Data under study:
********

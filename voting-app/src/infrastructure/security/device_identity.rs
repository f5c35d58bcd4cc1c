use crate::domain::{ClientHints, DeviceIdentity, SecurityData};
use chrono::Utc;
use rand::Rng;
use uuid::Uuid;
use voting_errors::AppError;

pub const STALE_SESSION_MESSAGE: &str =
    "Your voting session has changed. Reload the page and try again.";

const FINGERPRINT_NAMESPACE: Uuid = Uuid::from_u128(0x6f1c_2a4e_9b7d_4c3a_8e52_d01f_b7a9_e364);
const BASE36: &[u8] = b"0123456789abcdefghijklmnopqrstuvwxyz";
const DEVICE_SUFFIX_LEN: usize = 9;
const FINGERPRINT_PREFIX_LEN: usize = 8;
const SESSION_KEY_BYTES: usize = 32;
const MAX_DEVICE_ID_LEN: usize = 128;

/// Mints and checks the per-browser identity used as the vote
/// deduplication key. Nothing here is a security boundary: the fingerprint
/// only tags the device id so that ids from the same browser look alike.
pub struct DeviceIdentityManager;

impl DeviceIdentityManager {
    /// 32 hex chars, stable for equal hints.
    pub fn fingerprint(hints: &ClientHints) -> String {
        let (width, height) = hints.screen.unwrap_or((0, 0));
        let joined = [
            hints.user_agent.clone(),
            hints.language.clone(),
            format!("{width}x{height}"),
            hints.timezone_offset_minutes.to_string(),
            hints.hardware_concurrency.to_string(),
            hints.device_memory_gb.to_string(),
        ]
        .join("|");

        Uuid::new_v5(&FINGERPRINT_NAMESPACE, joined.as_bytes())
            .simple()
            .to_string()
    }

    /// Keeps `stored_device_id` when it looks usable, otherwise mints a new
    /// one. The session key is always fresh.
    pub fn initialize(stored_device_id: Option<&str>, hints: &ClientHints) -> DeviceIdentity {
        Self::initialize_at(stored_device_id, hints, Utc::now().timestamp_millis())
    }

    fn initialize_at(
        stored_device_id: Option<&str>,
        hints: &ClientHints,
        now_millis: i64,
    ) -> DeviceIdentity {
        let fingerprint = Self::fingerprint(hints);

        let device_id = match stored_device_id.map(str::trim) {
            Some(id) if Self::is_usable_device_id(id) => id.to_string(),
            _ => Self::mint_device_id(&fingerprint, now_millis),
        };

        DeviceIdentity {
            device_id,
            session_key: Self::generate_session_key(),
            fingerprint,
        }
    }

    pub fn security_data(identity: &DeviceIdentity) -> SecurityData {
        SecurityData {
            device_id: identity.device_id.clone(),
            session_key: identity.session_key.clone(),
            fingerprint: identity.fingerprint.clone(),
            timestamp: Utc::now().timestamp_millis(),
        }
    }

    pub fn is_valid_session(identity: &DeviceIdentity, presented_key: &str) -> bool {
        !identity.session_key.is_empty() && identity.session_key == presented_key
    }

    /// Refuses a vote whose page was rendered for another session key.
    pub fn verify_session(identity: &DeviceIdentity, presented_key: &str) -> Result<(), AppError> {
        if Self::is_valid_session(identity, presented_key) {
            Ok(())
        } else {
            tracing::warn!(device_id = %identity.device_id, "stale voting session key");
            Err(AppError::Validation(STALE_SESSION_MESSAGE.to_string()))
        }
    }

    fn is_usable_device_id(id: &str) -> bool {
        !id.is_empty()
            && id.len() <= MAX_DEVICE_ID_LEN
            && id.chars().all(|c| c.is_ascii_alphanumeric() || c == '-' || c == '_')
    }

    /// `device-{millis}-{9 base36 chars}-{fingerprint prefix}`
    fn mint_device_id(fingerprint: &str, now_millis: i64) -> String {
        let mut rng = rand::thread_rng();
        let suffix: String = (0..DEVICE_SUFFIX_LEN)
            .map(|_| BASE36[rng.gen_range(0..BASE36.len())] as char)
            .collect();
        let prefix: String = fingerprint.chars().take(FINGERPRINT_PREFIX_LEN).collect();

        format!("device-{now_millis}-{suffix}-{prefix}")
    }

    fn generate_session_key() -> String {
        let mut bytes = [0u8; SESSION_KEY_BYTES];
        rand::thread_rng().fill(&mut bytes[..]);
        bytes.iter().map(|b| format!("{b:02x}")).collect()
    }
}
mod app_error;

pub use app_error::AppError;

********

About this task:
Write every line of the entries again, word for word.

Output of the exercise:
filename voting-app/src/infrastructure/security/device_identity.rs
repository f5c35d58bcd4cc1c
use crate::domain::{ClientHints, DeviceIdentity, SecurityData};
use chrono::Utc;
use rand::Rng;
use uuid::Uuid;
use voting_errors::AppError;

pub const STALE_SESSION_MESSAGE: &str =
    "Your voting session has changed. Reload the page and try again.";

const FINGERPRINT_NAMESPACE: Uuid = Uuid::from_u128(0x6f1c_2a4e_9b7d_4c3a_8e52_d01f_b7a9_e364);
const BASE36: &[u8] = b"0123456789abcdefghijklmnopqrstuvwxyz";
const DEVICE_SUFFIX_LEN: usize = 9;
const FINGERPRINT_PREFIX_LEN: usize = 8;
const SESSION_KEY_BYTES: usize = 32;
const MAX_DEVICE_ID_LEN: usize = 128;

/// Mints and checks the per-browser identity used as the vote
/// deduplication key. Nothing here is a security boundary: the fingerprint
/// only tags the device id so that ids from the same browser look alike.
pub struct DeviceIdentityManager;

impl DeviceIdentityManager {
    /// 32 hex chars, stable for equal hints.
    pub fn fingerprint(hints: &ClientHints) -> String {
        let (width, height) = hints.screen.unwrap_or((0, 0));
        let joined = [
            hints.user_agent.clone(),
            hints.language.clone(),
            format!("{width}x{height}"),
            hints.timezone_offset_minutes.to_string(),
            hints.hardware_concurrency.to_string(),
            hints.device_memory_gb.to_string(),
        ]
        .join("|");

        Uuid::new_v5(&FINGERPRINT_NAMESPACE, joined.as_bytes())
            .simple()
            .to_string()
    }

    /// Keeps `stored_device_id` when it looks usable, otherwise mints a new
    /// one. The session key is always fresh.
    pub fn initialize(stored_device_id: Option<&str>, hints: &ClientHints) -> DeviceIdentity {
        Self::initialize_at(stored_device_id, hints, Utc::now().timestamp_millis())
    }

    fn initialize_at(
        stored_device_id: Option<&str>,
        hints: &ClientHints,
        now_millis: i64,
    ) -> DeviceIdentity {
        let fingerprint = Self::fingerprint(hints);

        let device_id = match stored_device_id.map(str::trim) {
            Some(id) if Self::is_usable_device_id(id) => id.to_string(),
            _ => Self::mint_device_id(&fingerprint, now_millis),
        };

        DeviceIdentity {
            device_id,
            session_key: Self::generate_session_key(),
            fingerprint,
        }
    }

    pub fn security_data(identity: &DeviceIdentity) -> SecurityData {
        SecurityData {
            device_id: identity.device_id.clone(),
            session_key: identity.session_key.clone(),
            fingerprint: identity.fingerprint.clone(),
            timestamp: Utc::now().timestamp_millis(),
        }
    }

    pub fn is_valid_session(identity: &DeviceIdentity, presented_key: &str) -> bool {
        !identity.session_key.is_empty() && identity.session_key == presented_key
    }

    /// Refuses a vote whose page was rendered for another session key.
    pub fn verify_session(identity: &DeviceIdentity, presented_key: &str) -> Result<(), AppError> {
        if Self::is_valid_session(identity, presented_key) {
            Ok(())
        } else {
            tracing::warn!(device_id = %identity.device_id, "stale voting session key");
            Err(AppError::Validation(STALE_SESSION_MESSAGE.to_string()))
        }
    }

    fn is_usable_device_id(id: &str) -> bool {
        !id.is_empty()
            && id.len() <= MAX_DEVICE_ID_LEN
            && id.chars().all(|c| c.is_ascii_alphanumeric() || c == '-' || c == '_')
    }

    /// `device-{millis}-{9 base36 chars}-{fingerprint prefix}`
    fn mint_device_id(fingerprint: &str, now_millis: i64) -> String {
        let mut rng = rand::thread_rng();
        let suffix: String = (0..DEVICE_SUFFIX_LEN)
            .map(|_| BASE36[rng.gen_range(0..BASE36.len())] as char)
            .collect();
        let prefix: String = fingerprint.chars().take(FINGERPRINT_PREFIX_LEN).collect();

        format!("device-{now_millis}-{suffix}-{prefix}")
    }

    fn generate_session_key() -> String {
        let mut bytes = [0u8; SESSION_KEY_BYTES];
        rand::thread_rng().fill(&mut bytes[..]);
        bytes.iter().map(|b| format!("{b:02x}")).collect()
    }
}
mod app_error;

pub use app_error::AppError;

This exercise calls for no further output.